## SOURCE MATERIAL
»»

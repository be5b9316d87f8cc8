//! An embeddable, sharded in-memory cache that sits in front of a slower
//! backing store.
//!
//! # Features
//! - **Sharded**: keys are partitioned across independently locked shards, so
//!   writes to different shards never contend.
//! - **Lock-free reads**: each shard keeps its entries in a copy-on-write
//!   snapshot; lookups never take a lock.
//! - **Pluggable eviction**: LRU, LFU and FIFO, chosen once at construction.
//! - **Sliding TTL**: an optional expire-after-access strategy, plus explicit
//!   per-entry TTLs. Expiry is checked lazily on access.
//! - **Write propagation**: write-through (synchronous) or write-back
//!   (bounded queue drained by a background worker, drop-on-full).
//! - **Read-through loading**: concurrent misses on the same key share a
//!   single backing-store load.

// Public modules that form the API
pub mod builder;
pub mod config;
pub mod entry;
pub mod error;
pub mod expiration;
pub mod handles;
pub mod loader;
pub mod metrics;
pub mod policy;
pub mod refresh;
pub mod shard;
pub mod write_policy;

// Internal, crate-only modules
mod engine;
mod shared;
mod store;
mod time;

// Re-export the primary user-facing types for convenience
pub use builder::CacheBuilder;
pub use config::{CacheConfig, WritePolicyMode};
pub use entry::{CacheEntry, Timestamps};
pub use error::{BuildError, CacheError};
pub use expiration::{ExpirationStrategy, ExpireAfterAccess};
pub use handles::{Cache, Ttl};
pub use loader::{BoxError, Loader};
pub use metrics::{CacheMetrics, MetricsSink, MetricsSnapshot, NoopMetrics};
pub use policy::{EvictionPolicy, EvictionPolicyKind};
pub use refresh::RefreshHook;
pub use shard::{PowerOfTwoSelector, ShardSelector};
pub use write_policy::{WriteBack, WritePolicy, WriteThrough};
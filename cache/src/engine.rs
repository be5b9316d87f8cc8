use crate::entry::CacheEntry;
use crate::error::CacheError;
use crate::expiration::ExpirationStrategy;
use crate::loader::{LoadResult, Loader};
use crate::metrics::MetricsSink;
use crate::refresh::RefreshHook;
use crate::write_policy::WritePolicy;

use std::sync::atomic::{AtomicBool, Ordering};
use std::sync::Arc;
use std::time::Instant;

/// The collaborators every shard shares: expiration, refresh, loading,
/// write propagation and metrics. The engine owns no entries.
pub(crate) struct CacheEngine<V> {
  pub(crate) expiration: Option<Arc<dyn ExpirationStrategy>>,
  pub(crate) refresh: Option<Arc<dyn RefreshHook<V>>>,
  pub(crate) loader: Option<Arc<dyn Loader<V>>>,
  pub(crate) write_policy: Option<Arc<dyn WritePolicy<V>>>,
  pub(crate) metrics: Arc<dyn MetricsSink>,
  closed: AtomicBool,
}

impl<V> CacheEngine<V> {
  pub(crate) fn new(
    expiration: Option<Arc<dyn ExpirationStrategy>>,
    refresh: Option<Arc<dyn RefreshHook<V>>>,
    loader: Option<Arc<dyn Loader<V>>>,
    write_policy: Option<Arc<dyn WritePolicy<V>>>,
    metrics: Arc<dyn MetricsSink>,
  ) -> Self {
    Self {
      expiration,
      refresh,
      loader,
      write_policy,
      metrics,
      closed: AtomicBool::new(false),
    }
  }

  /// Without an expiration strategy nothing expires by time.
  pub(crate) fn is_expired(&self, entry: &CacheEntry<V>, now: Instant) -> bool {
    self
      .expiration
      .as_ref()
      .is_some_and(|strategy| strategy.is_expired(entry.timestamps(), now))
  }

  /// Runs after every successful read.
  pub(crate) fn on_read(&self, key: &str, entry: &CacheEntry<V>, now: Instant) {
    if let Some(strategy) = &self.expiration {
      strategy.on_access(entry.timestamps(), now);
    }
    if let Some(hook) = &self.refresh {
      hook.on_read(key, entry);
      self.metrics.refresh();
    }
  }

  /// Runs for every write, before the entry is published. Entries that carry
  /// an expiry once the strategy has run are not forwarded to the write
  /// policy.
  pub(crate) fn on_write(&self, entry: &CacheEntry<V>, now: Instant) {
    if let Some(strategy) = &self.expiration {
      strategy.on_write(entry.timestamps(), now);
    }
    if entry.timestamps().has_expiry() {
      return;
    }
    if let Some(policy) = &self.write_policy {
      policy.on_write(entry.key(), entry.value_ref());
    }
  }

  /// Fetches `key` from the backing store. `Ok(None)` when no loader is
  /// configured.
  pub(crate) fn load(&self, key: &str) -> LoadResult<V> {
    let Some(loader) = &self.loader else {
      return Ok(None);
    };
    match loader.load(key) {
      Ok(value) => Ok(value.map(Arc::new)),
      Err(e) => Err(CacheError::Load(Arc::from(e))),
    }
  }

  pub(crate) fn is_closed(&self) -> bool {
    self.closed.load(Ordering::Acquire)
  }

  /// Closes the write policy. Only the first call has any effect.
  pub(crate) fn close(&self) {
    if self.closed.swap(true, Ordering::AcqRel) {
      return;
    }
    if let Some(policy) = &self.write_policy {
      policy.close();
    }
  }
}
use std::error::Error as StdError;
use std::sync::Arc;

use thiserror::Error;

/// Errors that can occur when building a cache.
#[derive(Debug, Clone, PartialEq, Eq, Error)]
pub enum BuildError {
  /// The cache was configured with a capacity of zero.
  #[error("cache capacity cannot be zero")]
  ZeroCapacity,
  /// The cache was configured with zero shards, which is not allowed.
  #[error("shard count cannot be zero")]
  ZeroShards,
  /// The capacity is smaller than the shard count, which would leave every
  /// shard with a per-shard capacity of zero.
  #[error("capacity {capacity} is smaller than the shard count {shards}")]
  CapacityBelowShardCount { capacity: usize, shards: usize },
  /// The eviction policy identifier is not one of `LRU`, `LFU` or `FIFO`.
  #[error("unknown eviction policy '{0}'")]
  UnknownEvictionPolicy(String),
  /// A write-back queue was requested with a buffer size of zero.
  #[error("write-back buffer size cannot be zero")]
  ZeroWriteBuffer,
  /// A write-through or write-back mode was requested, but no loader was
  /// configured to act as the backing store.
  #[error("write policy requires a loader to act as the backing store")]
  MissingBackingStore,
}

/// Errors returned by cache operations.
#[derive(Debug, Clone, Error)]
pub enum CacheError {
  /// The loader failed while fetching a missing key. Every caller that was
  /// waiting on the same load receives the same underlying error.
  #[error("loader failed: {0}")]
  Load(#[source] Arc<dyn StdError + Send + Sync>),
  /// The loader panicked while fetching a missing key.
  #[error("loader panicked while loading the key")]
  LoaderPanicked,
  /// The cache has been closed and no longer accepts writes.
  #[error("cache is closed")]
  Closed,
}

««

## WHAT NEEDS TO BE DONE
An exact transcription of the lines from the start of the listing through the line bearing "shards never contend." is the whole answer.

## ANSWER
repository be5b9316d87f8cc8
//! An embeddable, sharded in-memory cache that sits in front of a slower
//! backing store.
//!
//! # Features
//! - **Sharded**: keys are partitioned across independently locked shards, so
//!   writes to different shards never contend.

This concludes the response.